**WHAT IS EXPECTED**
In the material below, repeat only the lines from the one that holds "fn build(&self, app: &mut" through the final line, exactly as they stand.

**GIVEN RECORDS**
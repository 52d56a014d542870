// src/ui/dialogue_panel/plugin.rs
//
// UiPlugin coordinates dialogue panel systems and resources.

use bevy::prelude::*;

use crate::core::frame_loop::drive_frame_loop;

use super::components::DialoguePanelSettings;
use super::systems::{spawn_dialogue_panel, update_dialogue_panel};

pub struct UiPlugin;

impl Plugin for UiPlugin {
    fn build(&self, app: &mut App) {
        info!("UiPlugin registered");

        app.insert_resource(DialoguePanelSettings::default())
            .add_systems(Startup, spawn_dialogue_panel)
            .add_systems(Update, update_dialogue_panel.after(drive_frame_loop));
    }
}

**REPLY**
    fn build(&self, app: &mut App) {
        info!("UiPlugin registered");

        app.insert_resource(DialoguePanelSettings::default())
            .add_systems(Startup, spawn_dialogue_panel)
            .add_systems(Update, update_dialogue_panel.after(drive_frame_loop));
    }
}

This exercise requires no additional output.